Anyway, Riedwyl et al. collected the gridded temperature record for Europe over the period 1901 to 1995; the "predictors, i.e., the proxy data consist of a combination of early instrumental temperature records, documentary proxy evidence, ice core- and sea ice data, albeit with some additional information that has become later available (tree ring series and grape harvest dates)." They used a variety of statistical approaches to link the variance in the proxy data to the instrumental temperature record with the results allowing for estimates of surface temperatures in the past given the proxy data.
The figure below (Figure 2) shows the various reconstructions for summer and winter extending back until 1500 AD. The global warming advocates will immediately point to recent warming in both seasons, but we at World Climate Report and the authors of the article are particularly impressed with the warming in the past. Riedwyl et al. note "For summer the three reconstruction results agree on pronounced positive anomalies in the late 18th century." Furthermore, for winter "results show distinctly positive temperature anomalies for the mid 18th century." Once again, we find that nothing all that unusual is being observed in the most recent period, and indeed, conditions were as warm or warmer in the past, and long before the buildup of greenhouse gases.
Our third lesson regarding European climate comes from an article published in Geomorphology by a team of scientists from Israel and Spain. They turned their attention to the Gardon River in southern France; the river has a special place in the greenhouse debate given an extreme flood that occurred in September, 2002 killing 23 people and causing nearly two billion dollars in damage. As noted by Sheffer et al. "The magnitude of this flood was larger than any known historical flood on record" and therefore, the event is trumpeted as more evidence of the human impact on climate.

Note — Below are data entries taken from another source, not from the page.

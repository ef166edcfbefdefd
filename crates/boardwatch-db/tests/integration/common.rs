use boardwatch_db::{Database, ListingRepository};
use sqlx::PgPool;
use sqlx::postgres::PgPoolOptions;
use testcontainers::core::{ContainerPort, WaitFor};
use testcontainers::runners::AsyncRunner;
use testcontainers::{ContainerAsync, GenericImage, ImageExt};

/// Spins up a PostgreSQL container, applies migrations and returns a connected pool.
///
/// The `ContainerAsync` must be kept in scope for the test duration;
/// dropping it will stop the container.
pub async fn setup_test_db() -> (PgPool, ContainerAsync<GenericImage>) {
    let container = GenericImage::new("postgres", "16")
        .with_exposed_port(ContainerPort::Tcp(5432))
        .with_wait_for(WaitFor::message_on_stderr(
            "database system is ready to accept connections",
        ))
        .with_env_var("POSTGRES_PASSWORD", "postgres")
        .with_env_var("POSTGRES_DB", "boardwatch_test")
        .start()
        .await
        .expect("Failed to start PostgreSQL container");

    let host = container.get_host().await.expect("Failed to get host");
    let port = container
        .get_host_port_ipv4(5432)
        .await
        .expect("Failed to get port");

    let connection_string =
        format!("postgresql://postgres:postgres@{host}:{port}/boardwatch_test");

    // Retry connection until container is fully ready
    const MAX_RETRIES: u32 = 30;
    let mut retries = 0;
    let pool = loop {
        match PgPoolOptions::new()
            .max_connections(5)
            .connect(&connection_string)
            .await
        {
            Ok(pool) => break pool,
            Err(e) => {
                retries += 1;
                if retries >= MAX_RETRIES {
                    panic!("Failed to connect to database after {MAX_RETRIES} retries: {e}");
                }
                tokio::time::sleep(std::time::Duration::from_millis(100)).await;
            }
        }
    };

    Database::from_pool(pool.clone())
        .migrate()
        .await
        .expect("Failed to run migrations");

    (pool, container)
}

pub async fn setup_repo() -> (ListingRepository, ContainerAsync<GenericImage>) {
    let (pool, container) = setup_test_db().await;
    (ListingRepository::new(pool), container)
}
use std::time::Duration;

use boardwatch_core::AppError;

/// Configuration for the database connection pool.
#[derive(Debug, Clone)]
pub struct DatabaseConfig {
    pub url: String,
    pub max_connections: u32,
    /// Upper bound on waiting for a pooled connection.
    pub acquire_timeout: Duration,
}

impl DatabaseConfig {
    pub fn new(url: impl Into<String>) -> Self {
        Self {
            url: url.into(),
            max_connections: 5,
            acquire_timeout: Duration::from_secs(30),
        }
    }

    /// Read configuration from environment variables.
    ///
    /// - `DATABASE_URL` (required; `POSTGRES_URL` is accepted as a fallback)
    /// - `DATABASE_MAX_CONNECTIONS` (optional, defaults to 5)
    /// - `DATABASE_ACQUIRE_TIMEOUT_SECS` (optional, defaults to 30)
    pub fn from_env() -> Result<Self, AppError> {
        let url = std::env::var("DATABASE_URL")
            .or_else(|_| std::env::var("POSTGRES_URL"))
            .map_err(|_| {
                AppError::ConfigError(
                    "DATABASE_URL not set. Required for database operations.".into(),
                )
            })?;

        let max_connections = match std::env::var("DATABASE_MAX_CONNECTIONS") {
            Err(_) => 5,
            Ok(raw) => {
                let parsed: u32 = raw.parse().map_err(|_| {
                    AppError::ConfigError(format!(
                        "Invalid DATABASE_MAX_CONNECTIONS '{raw}': must be a positive integer"
                    ))
                })?;
                if parsed == 0 {
                    return Err(AppError::ConfigError(
                        "DATABASE_MAX_CONNECTIONS must be at least 1".into(),
                    ));
                }
                parsed
            }
        };

        let acquire_timeout = match std::env::var("DATABASE_ACQUIRE_TIMEOUT_SECS") {
            Err(_) => Duration::from_secs(30),
            Ok(raw) => raw.parse::<u64>().map(Duration::from_secs).map_err(|_| {
                AppError::ConfigError(format!(
                    "Invalid DATABASE_ACQUIRE_TIMEOUT_SECS '{raw}': must be a whole number of seconds"
                ))
            })?,
        };

        Ok(Self {
            url,
            max_connections,
            acquire_timeout,
        })
    }
}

The authors note "However, there is evidence of greater magnitude flood events in the form of slack-water flood deposits preserved in caves elevated 17 - 19 m above the normal base flow, and up to 3 m above the level reached by the 2002 floodwaters. The stratigraphy and radiocarbon dating show that at least five extreme events occurred during the past 500 years." Sheffer et al. conclude "Therefore, the extraordinary flood of 2002 was not the largest in the basin" and "at least five extreme events occurred during the Little Ice Age. Each was larger than the 2002 flood." That's more than interesting - while the global warming advocates claim that warming will cause more floods, these authors find large floods during the cool Little Ice Age periods???

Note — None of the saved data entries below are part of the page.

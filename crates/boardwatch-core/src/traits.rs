use std::future::Future;

use crate::error::AppError;
use crate::models::{Candidate, Listing};

/// Fetches raw HTML content from a URL.
pub trait Fetcher: Send + Sync + Clone {
    fn fetch(&self, url: &str) -> impl Future<Output = Result<String, AppError>> + Send;
}

/// Fire-and-forget sink for "new listing" messages.
pub trait Notifier: Send + Sync + Clone {
    fn notify(&self, message: &str) -> impl Future<Output = Result<(), AppError>> + Send;
}

/// A persistent listing catalog.
///
/// All writes of a run go through one [`ListingRun`], so the fenced
/// intermediate state is never visible outside the store.
pub trait ListingStore: Send + Sync + Clone {
    type Run: ListingRun;

    /// Open a run-scoped write session.
    fn begin_run(&self) -> impl Future<Output = Result<Self::Run, AppError>> + Send;
}

/// Write session for one run. Nothing is visible to other readers until [`commit`].
///
/// Each per-listing write is atomic on its own: a failed `insert` or `update`
/// leaves the session usable for the next listing.
///
/// [`commit`]: ListingRun::commit
pub trait ListingRun: Send {
    /// Set `removed = true` on every row. Returns the number of rows touched.
    fn mark_all_removed(&mut self) -> impl Future<Output = Result<u64, AppError>> + Send;

    fn find_by_external_id(
        &mut self,
        external_id: i64,
    ) -> impl Future<Output = Result<Option<Listing>, AppError>> + Send;

    /// Insert a new row and return its surrogate id.
    ///
    /// Fails with [`AppError::ConstraintViolation`] if the external id already exists.
    fn insert(
        &mut self,
        candidate: &Candidate,
    ) -> impl Future<Output = Result<i64, AppError>> + Send;

    /// Overwrite all mutable fields of the row with this external id and set
    /// `removed` explicitly. Returns the surrogate id of the updated row.
    fn update(
        &mut self,
        candidate: &Candidate,
        removed: bool,
    ) -> impl Future<Output = Result<i64, AppError>> + Send;

    /// Number of rows currently marked removed within this session.
    fn count_removed(&mut self) -> impl Future<Output = Result<u64, AppError>> + Send;

    fn commit(self) -> impl Future<Output = Result<(), AppError>> + Send;

    fn rollback(self) -> impl Future<Output = Result<(), AppError>> + Send;
}

/// A no-op Notifier for use when no messenger is configured.
#[derive(Debug, Clone)]
pub struct NullNotifier;

impl Notifier for NullNotifier {
    async fn notify(&self, message: &str) -> Result<(), AppError> {
        tracing::debug!(%message, "Notification dropped (no sink configured)");
        Ok(())
    }
}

Enjoy the climate conference!
Andrighetti, M., D. Zardi, and M. de Franceschi. 2008. History and analysis of the temperature series of Verona (1769 - 2006). Meteorology and Atmospheric Physics, DOI 10.1007/s00703-008-0331-6.
Riedwyl, N., J. Luterbacher, and H. Wanner. 2008. An ensemble of European summer and winter temperature reconstructions back to 1500. Geophysical Research Letters, 35, L20707, doi:10.1029/2008GL035395.
Sheffer, N.A., M. Rico, Y. Enzel, G. Benito, and T. Grodek. 2008. The Palaeoflood record of the Gardon River, France: A comparison with the extreme 2002 flood event. Geomorphology, 98, 71-83.